The Deutsche Reichspartei (DRP, German Reich Party, German Imperial Party or German Empire Party) was a nationalist political party in West Germany. It was founded in 1950 from the German Right Party (German: Deutsche Rechtspartei), which had been set up in Lower Saxony in 1946 and had five members in the first Bundestag.

Formation

The DRP was established in 1950 when the majority of the Deutsche Rechtspartei members of the Bundestag decided to establish a more formal party network under the DRP name.[7] The new party absorbed the "National Democrats", a splinter group from Hesse.[8] The party took its name from an earlier group of the same name that had existed during the German Empire period.[5] The initial three deputy chairmen, Wilhelm Meinberg, Otto Hess and Heinrich Kunstmann, had all been members of the Nazi Party.[5] From 1951 the group published its own newspaper Reichsruf ("Call of the Reich").[9]

Development

The party moved towards explicit neo-Nazism in 1952, when the Socialist Reich Party (SRP) was declared anti-constitutional and disbanded by the Federal Constitutional Court of Germany.
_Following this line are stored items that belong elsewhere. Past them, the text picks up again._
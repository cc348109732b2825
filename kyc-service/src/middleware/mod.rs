pub mod admin;
pub mod auth;

pub use admin::require_admin;
pub use auth::auth_middleware;
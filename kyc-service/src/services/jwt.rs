use chrono::{DateTime, Duration, Utc};
use jsonwebtoken::{decode, encode, Algorithm, DecodingKey, EncodingKey, Header, Validation};
use secrecy::{ExposeSecret, SecretString};
use serde::{Deserialize, Serialize};
use uuid::Uuid;

use crate::config::{JwtConfig, MIN_JWT_SECRET_BYTES};
use crate::models::{AuthenticatedIdentity, Identity, Role};
use crate::services::error::ServiceError;

/// Issues and verifies HS256 session tokens.
#[derive(Clone)]
pub struct TokenService {
    encoding_key: EncodingKey,
    decoding_key: DecodingKey,
    ttl: Duration,
}

/// Session token claims
#[derive(Debug, Clone, Serialize, Deserialize)]
pub struct SessionClaims {
    /// Subject (identity ID)
    pub sub: String,
    pub email: String,
    pub role: Role,
    /// Expiration time (Unix timestamp)
    pub exp: i64,
    /// Issued at (Unix timestamp)
    pub iat: i64,
}

/// A freshly signed token and the instant it stops being accepted.
#[derive(Debug, Clone)]
pub struct IssuedToken {
    pub token: String,
    pub expires_at: DateTime<Utc>,
}

impl TokenService {
    pub fn new(config: &JwtConfig) -> Result<Self, anyhow::Error> {
        Self::with_ttl(&config.secret, Duration::hours(config.expiry_hours))
    }

    /// Builds a service with an explicit lifetime. A negative lifetime yields already-expired tokens.
    pub fn with_ttl(secret: &SecretString, ttl: Duration) -> Result<Self, anyhow::Error> {
        let secret = secret.expose_secret().as_bytes();
        if secret.len() < MIN_JWT_SECRET_BYTES {
            return Err(anyhow::anyhow!(
                "Signing secret must be at least {} bytes",
                MIN_JWT_SECRET_BYTES
            ));
        }

        tracing::info!(ttl_seconds = ttl.num_seconds(), "Token service initialized with HS256");

        Ok(Self {
            encoding_key: EncodingKey::from_secret(secret),
            decoding_key: DecodingKey::from_secret(secret),
            ttl,
        })
    }

    pub fn issue(&self, identity: &Identity) -> Result<IssuedToken, ServiceError> {
        let now = Utc::now();
        let expires_at = now + self.ttl;

        let claims = SessionClaims {
            sub: identity.id.to_string(),
            email: identity.email.clone(),
            role: identity.role,
            exp: expires_at.timestamp(),
            iat: now.timestamp(),
        };

        let token = encode(&Header::new(Algorithm::HS256), &claims, &self.encoding_key)
            .map_err(|e| anyhow::anyhow!("Failed to encode session token: {}", e))?;

        Ok(IssuedToken { token, expires_at })
    }

    /// Any failure (bad signature, malformed, expired, unknown role) is `Unauthenticated`.
    pub fn verify(&self, token: &str) -> Result<AuthenticatedIdentity, ServiceError> {
        let mut validation = Validation::new(Algorithm::HS256);
        validation.validate_exp = true;
        validation.leeway = 0;
        validation.set_required_spec_claims(&["exp", "sub"]);

        let token_data = decode::<SessionClaims>(token, &self.decoding_key, &validation)
            .map_err(|e| {
                tracing::debug!(error = %e, "Session token rejected");
                ServiceError::Unauthenticated
            })?;

        let claims = token_data.claims;
        let id = Uuid::parse_str(&claims.sub).map_err(|_| ServiceError::Unauthenticated)?;

        Ok(AuthenticatedIdentity {
            id,
            email: claims.email,
            role: claims.role,
        })
    }
}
Much of its membership then joined the DRP.[10] The membership of Hans-Ulrich Rudel in 1953 was seen as marking out the party as the new force of neo-Nazism and he enjoyed close ties to Savitri Devi and Nazi mysticism.[11]

Stability under Konrad Adenauer and the growth experienced during the Wirtschaftswunder meant that the DRP struggled for support, averaging around only 1% of the national votes in the federal elections of 1953, 1957 and 1961.[5] The party's only major breakthrough came in 1959 in the regional election for Rhineland-Palatinate, where it won 5.1% of the vote and thus was able to send deputies to the assembly.[5]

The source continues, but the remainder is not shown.